I think that's it. Please test thoroughly. Try entering malicious data like the data "random" presented in a custom field or an options field. Try entering it in an options.php field. Try to find an instance where valid, serialized data is not serialized again (if it shows up in options.php and unserialize($data) doesn't return false, you've found a false negative).
#20
@
18 years ago
This is basically a data escaping problem. The requirement is to reliably return the same data which was put into the database, whether a scalar or a complex object.
The solution is to prefix all complex objects with a '*', and to prefix all scalar strings which begin with a '*' or a '$' with a '$'. That way, "$fred" becomes "$$fred" and "*fred" becomes "$*fred" but an object which is serialized looks something like "*a:5000:{}".
When processing data read from the database, if a string begins with "*" then deserialize it, and if it begins with "$" then strip the leading $ sign.
(You can choose less common characters than '*' and '$', I just used them to illustrate the concept).
#21
@
18 years ago
- Keywords has-patch added
+1 on the patch markjaquith, as this is still an open security hole.
#22
@
18 years ago
Take 4 is up. Things to try:
Enter this into postmeta, an option field, an options.php field, or a profile field:
s:4:"test";
It should stay the same. If you get test
back out, that's a problem.
Enter this into the same places:
a:100000{
}
your server shouldn't crash, and you should get that same string back.
In both cases, the serialized data you tried to sneak in should appear in the DB as that string re-serialized.
objects or arrays inserted by the system should look like like they did before... serialized representations. plain text strings should also stay the same. The only thing that gets treated specially is user-entered text masquerading as a pre-serialized object.
#25
@
18 years ago
- Milestone changed from 2.1 to 2.0.5
- Resolution fixed deleted
- Status changed from closed to reopened
Patch in the works for 2.0.5
#27
@
18 years ago
Would appreciate if people would test this out thoroughly, on test installs.
Make sure that a serialized string doesn't come out as the string it represents.
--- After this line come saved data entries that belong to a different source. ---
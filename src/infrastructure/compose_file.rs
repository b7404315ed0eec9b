//! Compose file inspection
//!
//! Only the `services:` mapping is read; everything else in the file is
//! Compose's business.

use std::collections::BTreeMap;
use std::fs;
use std::path::Path;

use serde::Deserialize;

use crate::error::{DeployError, DeployResult};

#[derive(Debug, Default, Deserialize)]
struct ComposeDocument {
    #[serde(default)]
    services: Option<BTreeMap<String, serde_yaml_ng::Value>>,
}

/// Service names declared in a compose file, sorted
pub fn declared_services(path: &Path) -> DeployResult<Vec<String>> {
    let content = fs::read_to_string(path)
        .map_err(|e| DeployError::precondition(path, format!("cannot read compose file: {}", e)))?;
    parse_services(&content)
        .map_err(|reason| DeployError::precondition(path, reason))
}

fn parse_services(content: &str) -> Result<Vec<String>, String> {
    let doc: ComposeDocument = serde_yaml_ng::from_str(content)
        .map_err(|e| format!("compose file is not valid YAML: {}", e))?;
    Ok(doc.services.unwrap_or_default().into_keys().collect())
}

#[cfg(test)]
mod tests {
    use super::*;

    #[test]
    fn lists_services_sorted() {
        let yaml = r#"
services:
  rolebot:
    build: .
    env_file: .env
  redis:
    image: redis:7
volumes:
  data: {}
"#;
        assert_eq!(parse_services(yaml).unwrap(), ["redis", "rolebot"]);
    }

    #[test]
    fn missing_services_key_is_empty() {
        assert!(parse_services("version: '3.8'\n").unwrap().is_empty());
    }

    #[test]
    fn invalid_yaml_is_reported() {
        let err = parse_services("services: [unclosed\n").unwrap_err();
        assert!(err.contains("not valid YAML"));
    }

    #[test]
    fn unreadable_file_is_precondition_error() {
        let err = declared_services(Path::new("/nonexistent/docker-compose.yml")).unwrap_err();
        assert!(matches!(err, DeployError::Precondition { .. }));
    }
}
Make sure that slashes are appropriately added or stripped. Make sure your options, usermeta, and postmeta are not corrupted, using the built-in functions.
One thing I've found, this makes saving your options.php page MUCH faster because it's not churning through those feed arrays.
We should probably get smart and maintain a list of what can be unserialised and what is just plain text. No untrusted data should ever be unserialised.